Dore justifies casting such aspersions by appealing to the moral horror of America’s status-quo health-care system: Given the consequences of delaying the achievement of universal coverage, he argues that acquiescing to political reality — instead of mounting an effort to change it (however improbable that effort may be, and whatever other opportunities for building power that Hail Mary may foreclose) — is unacceptable. Yet there are countless other moral atrocities that the U.S. government has the power to ameliorate. There are 26 million refugees in the world whom the United States could welcome to its shores. There are myriad nations beset by a history of colonial subjugation — and a future of ecological decline — that deserve climate reparations from the United States and transfers of green technology to abet their sustainable development. Medicare for All would not reduce suffering as much as the resettlement of tens of millions of displaced people or trillions of dollars in transfer payments from the U.S. to the Global South. In calling on House progressives to force a vote on the former but not the latter, Dore & Co. tacitly concede that, when setting legislative priorities, the moral righteousness of a given policy must be weighed against its political viability. Their disagreement with AOC is therefore not one of principle; they too believe that some morally urgent causes are too improbable to be worth prioritizing over imminently winnable fights. They just have a different judgment of how winnable the fight over Medicare for All is at the present moment.

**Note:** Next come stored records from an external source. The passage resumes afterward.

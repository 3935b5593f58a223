use serde::Deserialize;
use serde::Serialize;
use tracing::debug;
use tracing::trace;

use crate::Attributes;
use crate::config::DEFAULT_MAX_DEPTH;
use crate::config::DEFAULT_MAX_TOKENS;
use crate::config::DEFAULT_NAMESPACE;
use crate::config::EngineConfig;
use crate::lexer::tokenize;
use crate::tokens::DelimiterKind;
use crate::tokens::DelimiterToken;

/// Options controlling how a document is split into raw blocks.
#[derive(Debug, Clone)]
pub struct ParseOptions {
	/// Namespace assumed when a delimiter omits one.
	pub default_namespace: String,
	/// Maximum nesting depth before openers are treated as literal text.
	pub max_depth: usize,
	/// Maximum number of delimiter tokens scanned per document.
	pub max_tokens: usize,
}

impl Default for ParseOptions {
	fn default() -> Self {
		Self {
			default_namespace: DEFAULT_NAMESPACE.to_string(),
			max_depth: DEFAULT_MAX_DEPTH,
			max_tokens: DEFAULT_MAX_TOKENS,
		}
	}
}

impl ParseOptions {
	/// Construct [`ParseOptions`] from an optional [`EngineConfig`].
	pub fn from_config(config: Option<&EngineConfig>) -> Self {
		let Some(config) = config else {
			return Self::default();
		};

		Self {
			default_namespace: config.parser.default_namespace.clone(),
			max_depth: config.parser.max_depth.max(1),
			max_tokens: config.parser.max_tokens,
		}
	}
}

/// A diagnostic produced while tokenizing or building the block tree. These
/// never stop parsing; they describe how malformed input was degraded.
#[derive(Debug, Clone, PartialEq, Eq)]
#[non_exhaustive]
pub enum ParseDiagnostic {
	/// A block was opened but never closed. It was closed at the end of the
	/// document.
	UnclosedBlock {
		name: String,
		line: usize,
		column: usize,
	},
	/// A closer appeared while no block was open. The remaining text became a
	/// freeform node.
	UnmatchedCloser {
		name: String,
		line: usize,
		column: usize,
	},
	/// A closer named a different block than the one it closed.
	MismatchedCloser {
		expected: String,
		found: String,
		line: usize,
		column: usize,
	},
	/// The JSON attribute blob could not be parsed and was replaced with an
	/// empty map.
	InvalidAttributes {
		name: String,
		reason: String,
		line: usize,
		column: usize,
	},
	/// An opener would exceed the maximum nesting depth and was kept as
	/// literal text.
	DepthLimitExceeded {
		name: String,
		limit: usize,
		line: usize,
		column: usize,
	},
	/// Scanning stopped after the maximum number of delimiter tokens.
	TokenLimitReached {
		limit: usize,
		line: usize,
		column: usize,
	},
}

impl ParseDiagnostic {
	/// The 1-indexed line the diagnostic points at.
	pub fn line(&self) -> usize {
		match self {
			Self::UnclosedBlock { line, .. }
			| Self::UnmatchedCloser { line, .. }
			| Self::MismatchedCloser { line, .. }
			| Self::InvalidAttributes { line, .. }
			| Self::DepthLimitExceeded { line, .. }
			| Self::TokenLimitReached { line, .. } => *line,
		}
	}

	/// A human readable description.
	pub fn message(&self) -> String {
		match self {
			Self::UnclosedBlock { name, .. } => {
				format!("block `{name}` is never closed")
			}
			Self::UnmatchedCloser { name, .. } => {
				format!("closer for `{name}` has no matching opener")
			}
			Self::MismatchedCloser {
				expected, found, ..
			} => format!("expected closer for `{expected}`, found `{found}`"),
			Self::InvalidAttributes { name, reason, .. } => {
				format!("invalid attributes on `{name}`: {reason}")
			}
			Self::DepthLimitExceeded { name, limit, .. } => {
				format!("block `{name}` exceeds the maximum nesting depth of {limit}")
			}
			Self::TokenLimitReached { limit, .. } => {
				format!("stopped scanning after {limit} delimiters")
			}
		}
	}
}

/// A block as it appears in the source document, before any schema is
/// applied.
///
/// `inner_content` interleaves literal fragments with `None` placeholders,
/// one per entry of `inner_blocks`, in document order. Replacing each
/// placeholder with the serialization of the matching inner block rebuilds
/// the block's content. `inner_html` is the concatenation of the literal
/// fragments only.
///
/// Freeform runs of text outside any delimiter are represented with
/// `block_name: None`.
#[derive(Debug, Clone, Default, PartialEq, Serialize, Deserialize)]
#[serde(rename_all = "camelCase")]
pub struct RawBlockNode {
	/// The fully qualified block name, or `None` for freeform text.
	pub block_name: Option<String>,
	/// Attributes from the delimiter's JSON blob.
	pub attrs: Attributes,
	/// Nested blocks in document order.
	pub inner_blocks: Vec<RawBlockNode>,
	/// Literal markup of this block with nested blocks removed.
	#[serde(rename = "innerHTML")]
	pub inner_html: String,
	/// Literal fragments and inner block placeholders.
	pub inner_content: Vec<Option<String>>,
}

impl RawBlockNode {
	/// Create a freeform node wrapping literal text.
	pub fn freeform(html: impl Into<String>) -> Self {
		let html = html.into();
		Self {
			block_name: None,
			attrs: Attributes::new(),
			inner_blocks: vec![],
			inner_content: vec![Some(html.clone())],
			inner_html: html,
		}
	}

	fn named(name: String, attrs: Attributes) -> Self {
		Self {
			block_name: Some(name),
			attrs,
			..Self::default()
		}
	}

	pub fn is_freeform(&self) -> bool {
		self.block_name.is_none()
	}

	/// Append a literal fragment. Empty fragments are not recorded.
	fn push_html(&mut self, html: &str) {
		if html.is_empty() {
			return;
		}
		self.inner_html.push_str(html);
		self.inner_content.push(Some(html.to_string()));
	}

	/// Append an inner block and its placeholder.
	fn push_block(&mut self, block: RawBlockNode) {
		self.inner_blocks.push(block);
		self.inner_content.push(None);
	}
}

/// An open block waiting for its closer.
struct Frame {
	block: RawBlockNode,
	/// Byte offset of the opener.
	token_start: usize,
	/// Where the next literal fragment of this block starts.
	content_start: usize,
	/// Start of literal text preceding a top-level opener.
	leading_text_start: Option<usize>,
	line: usize,
	column: usize,
}

/// All mutable state of a single parse. Parses of different documents share
/// nothing.
struct TreeBuilder<'a> {
	document: &'a str,
	tokens: Vec<DelimiterToken>,
	/// Index of the next token to consume.
	next_token: usize,
	/// Byte offset of the first character not yet attributed to any node.
	offset: usize,
	stack: Vec<Frame>,
	/// Nesting level inside an opener that was rejected by the depth limit.
	/// Delimiters inside it stay literal text.
	suppressed: usize,
	output: Vec<RawBlockNode>,
	options: &'a ParseOptions,
	diagnostics: Vec<ParseDiagnostic>,
}

impl<'a> TreeBuilder<'a> {
	fn new(document: &'a str, options: &'a ParseOptions) -> Self {
		let (tokens, diagnostics) = tokenize(document, options);

		Self {
			document,
			tokens,
			next_token: 0,
			offset: 0,
			stack: vec![],
			suppressed: 0,
			output: vec![],
			options,
			diagnostics,
		}
	}

	fn build(mut self) -> (Vec<RawBlockNode>, Vec<ParseDiagnostic>) {
		while self.proceed() {}
		(self.output, self.diagnostics)
	}

	/// Consume one token. Returns `false` once the document is exhausted.
	fn proceed(&mut self) -> bool {
		let Some(token) = self.tokens.get(self.next_token).cloned() else {
			self.finish();
			return false;
		};
		self.next_token += 1;

		trace!(kind = %token.kind, name = %token.name, start = token.start, "delimiter");

		if self.suppressed > 0 {
			match token.kind {
				DelimiterKind::Opener => self.suppressed += 1,
				DelimiterKind::Closer => self.suppressed -= 1,
				DelimiterKind::Void => {}
			}
			return true;
		}

		let leading_text_start = (token.start > self.offset).then_some(self.offset);

		match token.kind {
			DelimiterKind::Void => {
				let block = RawBlockNode::named(token.name, token.attrs.unwrap_or_default());

				if self.stack.is_empty() {
					if let Some(leading) = leading_text_start {
						self.output
							.push(RawBlockNode::freeform(&self.document[leading..token.start]));
					}
					self.output.push(block);
				} else {
					self.add_inner_block(block, token.start, token.start + token.length);
				}

				self.offset = token.start + token.length;
				true
			}
			DelimiterKind::Opener => {
				if self.stack.len() >= self.options.max_depth {
					debug!(name = %token.name, limit = self.options.max_depth, "nesting depth exceeded");
					self.diagnostics.push(ParseDiagnostic::DepthLimitExceeded {
						name: token.name,
						limit: self.options.max_depth,
						line: token.position.start.line,
						column: token.position.start.column,
					});
					// The opener and everything up to its closer stay in the text
					// of the enclosing block.
					self.suppressed = 1;
					return true;
				}

				self.stack.push(Frame {
					block: RawBlockNode::named(token.name, token.attrs.unwrap_or_default()),
					token_start: token.start,
					content_start: token.start + token.length,
					leading_text_start,
					line: token.position.start.line,
					column: token.position.start.column,
				});
				self.offset = token.start + token.length;
				true
			}
			DelimiterKind::Closer => {
				let Some(frame) = self.stack.pop() else {
					debug!(name = %token.name, "unmatched closer, degrading to freeform");
					self.diagnostics.push(ParseDiagnostic::UnmatchedCloser {
						name: token.name,
						line: token.position.start.line,
						column: token.position.start.column,
					});
					self.add_freeform(self.document.len());
					self.next_token = self.tokens.len();
					return false;
				};

				if frame.block.block_name.as_deref() != Some(token.name.as_str()) {
					self.diagnostics.push(ParseDiagnostic::MismatchedCloser {
						expected: frame.block.block_name.clone().unwrap_or_default(),
						found: token.name.clone(),
						line: token.position.start.line,
						column: token.position.start.column,
					});
				}

				self.close_frame(frame, token.start, token.start + token.length);
				self.offset = token.start + token.length;
				true
			}
		}
	}

	/// Handle the end of the token stream.
	fn finish(&mut self) {
		if self.stack.is_empty() {
			self.add_freeform(self.document.len());
			return;
		}

		// Force-close open frames innermost first. The innermost frame takes
		// the rest of the document; each enclosing frame then ends where its
		// child ended.
		let end = self.document.len();
		while let Some(frame) = self.stack.pop() {
			self.diagnostics.push(ParseDiagnostic::UnclosedBlock {
				name: frame.block.block_name.clone().unwrap_or_default(),
				line: frame.line,
				column: frame.column,
			});
			self.close_frame(frame, end, end);
		}
		self.offset = end;
	}

	/// Finish a frame whose content ends at `content_end` and whose closing
	/// token ends at `token_end`, then attach it to its parent or the output.
	fn close_frame(&mut self, mut frame: Frame, content_end: usize, token_end: usize) {
		let start = frame.content_start.min(content_end);
		frame.block.push_html(&self.document[start..content_end]);

		if self.stack.is_empty() {
			if let Some(leading) = frame.leading_text_start {
				self.output
					.push(RawBlockNode::freeform(&self.document[leading..frame.token_start]));
			}
			self.output.push(frame.block);
		} else {
			self.add_inner_block(frame.block, frame.token_start, token_end);
		}
	}

	/// Attach a finished block to the innermost open frame. Literal text
	/// between the frame's content cursor and the block becomes a fragment.
	fn add_inner_block(&mut self, block: RawBlockNode, token_start: usize, last_offset: usize) {
		let Some(parent) = self.stack.last_mut() else {
			self.output.push(block);
			return;
		};

		let start = parent.content_start.min(token_start);
		parent.block.push_html(&self.document[start..token_start]);
		parent.block.push_block(block);
		parent.content_start = last_offset;
	}

	/// Emit the text from the cursor up to `end` as a freeform node.
	fn add_freeform(&mut self, end: usize) {
		if end <= self.offset {
			return;
		}
		self.output
			.push(RawBlockNode::freeform(&self.document[self.offset..end]));
		self.offset = end;
	}
}

/// Parse a document into raw block nodes.
///
/// Parsing never fails: malformed delimiters degrade to freeform nodes.
pub fn parse(document: impl AsRef<str>) -> Vec<RawBlockNode> {
	parse_with_diagnostics(document, &ParseOptions::default()).0
}

/// Parse a document and return the diagnostics describing any degradation.
pub fn parse_with_diagnostics(
	document: impl AsRef<str>,
	options: &ParseOptions,
) -> (Vec<RawBlockNode>, Vec<ParseDiagnostic>) {
	TreeBuilder::new(document.as_ref(), options).build()
}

Which is fine. I’m not convinced by Gray’s case for forcing a floor vote on single-payer and find its characterization of public opinion highly misleading. But I admit that, in the course of human history, political reality sometimes changes in a hurry. We are in an exceptional political moment (see how much social spending McConnell just sanctioned). So I can’t say with 100 percent certainty that she is wrong. But I am certain that it is intellectually dishonest and politically counterproductive for Dore and his kin to demand others bow to the certain truth of their punditry or reveal themselves to be traitors.

Ignoring the structural obstacles to single-payer’s passage, the fragility of public support for the policy, and the simple fact that people can share political values while earnestly disagreeing about the best way to advance them — all for the sake of declaring Alexandria Ocasio-Cortez an enemy of America’s uninsured — is a sound strategy for ginning up interest in your rant-based YouTube show. But it is also a recipe for converting your politically naïve viewers into anti-political cynics and making the U.S. left as self-deluded and internally divided as corporate America wishes for it to be.